RECORDS TO PROCESS:
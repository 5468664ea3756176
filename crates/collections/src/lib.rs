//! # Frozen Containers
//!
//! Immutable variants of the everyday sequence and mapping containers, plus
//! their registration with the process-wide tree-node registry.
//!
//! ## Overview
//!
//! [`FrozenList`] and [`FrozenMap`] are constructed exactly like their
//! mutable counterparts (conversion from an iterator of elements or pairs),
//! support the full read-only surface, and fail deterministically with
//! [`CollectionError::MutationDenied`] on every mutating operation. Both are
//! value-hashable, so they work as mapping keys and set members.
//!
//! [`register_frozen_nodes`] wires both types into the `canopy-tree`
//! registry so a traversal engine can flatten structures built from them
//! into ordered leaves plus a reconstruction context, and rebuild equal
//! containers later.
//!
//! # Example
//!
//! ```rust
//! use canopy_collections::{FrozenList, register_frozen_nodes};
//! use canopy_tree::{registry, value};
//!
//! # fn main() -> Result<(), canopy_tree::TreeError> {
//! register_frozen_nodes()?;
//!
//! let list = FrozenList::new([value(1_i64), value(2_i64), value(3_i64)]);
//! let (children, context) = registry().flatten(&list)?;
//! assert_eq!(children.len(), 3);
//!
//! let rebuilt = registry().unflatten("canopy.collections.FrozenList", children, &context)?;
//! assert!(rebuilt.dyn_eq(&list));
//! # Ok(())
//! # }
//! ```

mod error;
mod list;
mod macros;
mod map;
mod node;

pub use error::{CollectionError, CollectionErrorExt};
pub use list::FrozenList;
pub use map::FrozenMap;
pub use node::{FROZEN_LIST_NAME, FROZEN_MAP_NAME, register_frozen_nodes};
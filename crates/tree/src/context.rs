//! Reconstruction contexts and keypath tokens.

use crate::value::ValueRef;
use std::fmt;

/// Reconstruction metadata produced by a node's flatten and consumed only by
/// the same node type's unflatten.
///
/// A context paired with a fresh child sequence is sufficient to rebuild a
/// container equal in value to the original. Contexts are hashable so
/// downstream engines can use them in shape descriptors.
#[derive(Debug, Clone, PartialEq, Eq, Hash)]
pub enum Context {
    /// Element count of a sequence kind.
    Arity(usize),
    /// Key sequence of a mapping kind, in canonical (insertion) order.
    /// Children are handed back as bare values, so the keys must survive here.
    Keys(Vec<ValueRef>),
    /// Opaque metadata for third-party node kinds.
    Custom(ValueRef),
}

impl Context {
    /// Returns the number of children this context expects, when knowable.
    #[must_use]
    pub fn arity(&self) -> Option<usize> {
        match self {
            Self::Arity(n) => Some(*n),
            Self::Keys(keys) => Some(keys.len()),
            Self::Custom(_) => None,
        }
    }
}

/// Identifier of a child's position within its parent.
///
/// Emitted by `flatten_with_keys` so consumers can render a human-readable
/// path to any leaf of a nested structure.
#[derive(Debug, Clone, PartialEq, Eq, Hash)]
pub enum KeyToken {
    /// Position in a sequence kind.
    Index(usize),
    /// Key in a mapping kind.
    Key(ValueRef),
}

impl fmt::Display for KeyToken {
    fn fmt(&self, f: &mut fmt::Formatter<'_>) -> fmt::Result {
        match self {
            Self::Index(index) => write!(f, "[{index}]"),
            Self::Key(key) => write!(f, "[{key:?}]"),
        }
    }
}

--

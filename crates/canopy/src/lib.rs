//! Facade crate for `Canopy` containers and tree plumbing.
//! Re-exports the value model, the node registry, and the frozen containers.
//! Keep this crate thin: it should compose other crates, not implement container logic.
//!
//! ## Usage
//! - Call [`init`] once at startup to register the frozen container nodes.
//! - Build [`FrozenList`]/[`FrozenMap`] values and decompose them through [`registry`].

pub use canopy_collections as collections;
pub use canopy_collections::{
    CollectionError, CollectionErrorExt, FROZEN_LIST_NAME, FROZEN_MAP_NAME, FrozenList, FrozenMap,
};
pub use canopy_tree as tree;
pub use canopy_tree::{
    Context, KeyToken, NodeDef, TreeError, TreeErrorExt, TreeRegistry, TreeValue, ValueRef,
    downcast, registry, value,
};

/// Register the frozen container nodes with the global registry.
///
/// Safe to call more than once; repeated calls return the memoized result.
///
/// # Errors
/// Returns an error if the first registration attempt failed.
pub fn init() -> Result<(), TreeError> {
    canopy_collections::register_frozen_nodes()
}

* * *

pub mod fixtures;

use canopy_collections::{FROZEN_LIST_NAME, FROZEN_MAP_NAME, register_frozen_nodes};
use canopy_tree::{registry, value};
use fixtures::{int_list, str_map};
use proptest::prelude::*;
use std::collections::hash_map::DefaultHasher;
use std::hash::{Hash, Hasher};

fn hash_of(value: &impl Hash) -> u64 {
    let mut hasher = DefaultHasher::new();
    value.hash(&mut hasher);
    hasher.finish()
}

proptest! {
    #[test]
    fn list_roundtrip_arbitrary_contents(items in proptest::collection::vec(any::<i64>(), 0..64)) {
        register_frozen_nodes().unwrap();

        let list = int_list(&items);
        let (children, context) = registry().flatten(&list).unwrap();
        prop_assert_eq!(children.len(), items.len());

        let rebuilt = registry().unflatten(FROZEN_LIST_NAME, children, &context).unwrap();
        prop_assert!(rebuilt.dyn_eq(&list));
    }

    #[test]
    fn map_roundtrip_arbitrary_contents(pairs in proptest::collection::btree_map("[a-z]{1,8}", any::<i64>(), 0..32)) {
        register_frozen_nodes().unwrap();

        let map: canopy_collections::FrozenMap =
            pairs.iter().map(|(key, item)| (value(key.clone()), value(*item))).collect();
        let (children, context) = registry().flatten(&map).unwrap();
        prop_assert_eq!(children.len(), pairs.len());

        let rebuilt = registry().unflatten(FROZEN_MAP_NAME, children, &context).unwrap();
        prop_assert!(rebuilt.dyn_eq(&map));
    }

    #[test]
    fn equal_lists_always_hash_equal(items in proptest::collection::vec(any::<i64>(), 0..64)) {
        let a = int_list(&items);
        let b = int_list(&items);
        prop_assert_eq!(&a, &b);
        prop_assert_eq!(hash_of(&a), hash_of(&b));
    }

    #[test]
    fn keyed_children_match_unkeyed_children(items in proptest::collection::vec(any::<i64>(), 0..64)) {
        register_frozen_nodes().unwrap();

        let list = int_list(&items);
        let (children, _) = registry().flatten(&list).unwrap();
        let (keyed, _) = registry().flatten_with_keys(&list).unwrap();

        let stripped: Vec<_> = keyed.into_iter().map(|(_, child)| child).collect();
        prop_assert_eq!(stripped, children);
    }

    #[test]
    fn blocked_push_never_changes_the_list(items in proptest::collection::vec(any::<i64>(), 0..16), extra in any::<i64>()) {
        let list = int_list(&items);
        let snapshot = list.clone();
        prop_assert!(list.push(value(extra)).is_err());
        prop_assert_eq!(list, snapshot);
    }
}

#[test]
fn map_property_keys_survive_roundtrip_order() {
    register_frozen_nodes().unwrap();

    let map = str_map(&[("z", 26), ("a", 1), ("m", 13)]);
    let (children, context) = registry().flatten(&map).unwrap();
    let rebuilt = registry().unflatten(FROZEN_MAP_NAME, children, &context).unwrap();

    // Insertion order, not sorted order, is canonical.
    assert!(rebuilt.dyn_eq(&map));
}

TASK DIRECTIONS: Across the material above, how many lines include the string "crates"? Only the number is wanted.

FINISHED TASK: 4